Conference Coverage

Antidepressant therapy after MI, stroke cut CVD events



– Although cardiologists and neurologists aren’t typically the physicians who diagnose and treat major depressive disorder that’s newly identified in patients after MI or stroke, they’re the ones who’ll deal with the cardiovascular consequences if the mood disorder isn’t adequately treated.

That was a key message of a study presented by interventional cardiologist Sripal Bangalore, MD, at the annual meeting of the American College of Cardiology.
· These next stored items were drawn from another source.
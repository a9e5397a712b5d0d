//! Run/Pause/Stop signal shared between the controller and the producer.

use std::sync::Arc;
use std::time::Duration;

use parking_lot::{Condvar, Mutex};

use crate::buffer::BlockQueue;

/// What the producer has been told to do.
#[derive(Debug, Clone, Copy, PartialEq, Eq)]
pub enum Command {
    Run,
    Pause,
    Stop,
}

#[derive(Debug)]
struct ControlState {
    command: Command,
    pending_seek: Option<f64>,
    /// The producer reached the end of its track and left the loop.
    finished: bool,
}

/// Producer's next action, read at each loop iteration boundary.
#[derive(Debug, Clone, Copy, PartialEq)]
pub enum Step {
    /// Terminate the loop.
    Stop,
    /// Paused with a seek requested; reposition the decoder and wait again.
    SeekOnly(f64),
    /// Produce one block tagged with `epoch`, seeking first if requested.
    Run { seek: Option<f64>, epoch: u64 },
}

/// Tri-state control signal with a condition variable for the paused wait.
#[derive(Debug)]
pub struct ControlSignal {
    state: Mutex<ControlState>,
    changed: Condvar,
}

impl ControlSignal {
    pub fn new(command: Command) -> Self {
        Self {
            state: Mutex::new(ControlState {
                command,
                pending_seek: None,
                finished: false,
            }),
            changed: Condvar::new(),
        }
    }

    pub fn command(&self) -> Command {
        self.state.lock().command
    }

    pub fn set(&self, command: Command) {
        let mut state = self.state.lock();
        if state.command != command {
            state.command = command;
            self.changed.notify_all();
        }
    }

    pub fn has_pending_seek(&self) -> bool {
        self.state.lock().pending_seek.is_some()
    }

    /// Record a seek and flush the queue in one critical section.
    ///
    /// A producer reading its epoch afterwards is guaranteed to see the seek,
    /// and anything it produced before is tagged with the old epoch. Returns
    /// `None` without touching the queue once the producer has finished; the
    /// caller then owns the repositioning.
    pub fn request_seek(&self, position_secs: f64, queue: &BlockQueue) -> Option<u64> {
        let mut state = self.state.lock();
        if state.finished {
            return None;
        }
        state.pending_seek = Some(position_secs);
        let epoch = queue.clear();
        self.changed.notify_all();
        Some(epoch)
    }

    /// Called by the producer at end of stream. Returns `false` if a seek
    /// arrived first, in which case the producer keeps running.
    pub fn finish(&self) -> bool {
        let mut state = self.state.lock();
        if state.pending_seek.is_some() {
            return false;
        }
        state.finished = true;
        true
    }

    pub fn is_finished(&self) -> bool {
        self.state.lock().finished
    }

    /// Block until there is something to do.
    pub fn next_step(&self, queue: &BlockQueue) -> Step {
        let mut state = self.state.lock();
        loop {
            match state.command {
                Command::Stop => return Step::Stop,
                Command::Run => {
                    return Step::Run {
                        seek: state.pending_seek.take(),
                        epoch: queue.epoch(),
                    }
                }
                Command::Pause => {
                    if let Some(position) = state.pending_seek.take() {
                        return Step::SeekOnly(position);
                    }
                    self.changed.wait(&mut state);
                }
            }
        }
    }

    /// Wait while paused, for at most `timeout`. Returns the current command.
    pub fn wait_unpaused(&self, timeout: Duration) -> Command {
        let mut state = self.state.lock();
        if state.command == Command::Pause && state.pending_seek.is_none() {
            self.changed.wait_for(&mut state, timeout);
        }
        state.command
    }
}

impl Default for ControlSignal {
    fn default() -> Self {
        Self::new(Command::Run)
    }
}

pub type SharedControl = Arc<ControlSignal>;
In his retrospective cohort study of 1,568 patients diagnosed with and treated for major depressive disorder (MDD) following an initial acute MI or stroke, antidepressant therapy deemed inadequate by either of two prespecified measures was associated during a mean follow-up of 2 years with a 20% higher risk of the primary endpoint – a composite of recurrent MI, stroke, angina, or heart failure – than the risk in patients who received what was judged to be adequate antidepressant pharmacotherapy. A precondition for study inclusion was that a patient could not have been taking any antidepressant during the year prior to the index MI or stroke.

The study utilized nationwide claims data from the Truven Health MarketScan Claims Database for 2010-2015. Depression therapy was considered adequate if during the first 90 days following diagnosis of MDD two conditions were met: a patient aged 65 or younger had to be on the equivalent of at least 20 mg of fluoxetine per day, or if older then on a fluoxetine-equivalent dose of at least 10 mg/day, and pharmacy records had to indicate the patient was covered by the antidepressant prescription for at least 72 of those 90 days.

The prevalence of inadequate antidepressant therapy for MDD by these criteria among these patients with known cardiovascular disease was eyebrow-raisingly high: fully 60%, noted Dr. Bangalore of New York University.

In a multivariate logistic regression analysis adjusted for baseline factors that could affect the propensity to receive adequate antidepressant care, Dr. Bangalore and his coinvestigators broke down the risks of insufficient antidepressant therapy associated with each of the individual components of the composite primary endpoint. The 1.2- and 1.95-fold increased risks of stroke and angina, respectively, were statistically significant. However, the 1.37-fold higher risk of MI and 1.14-fold greater risk of heart failure than in adequately treated patients with MDD, while trending in the same direction, didn’t achieve significance.

Dr. Bangalore reported serving as a consultant to Pfizer, which funded the study, as well as to Abbott, Gilead Sciences, and Merck.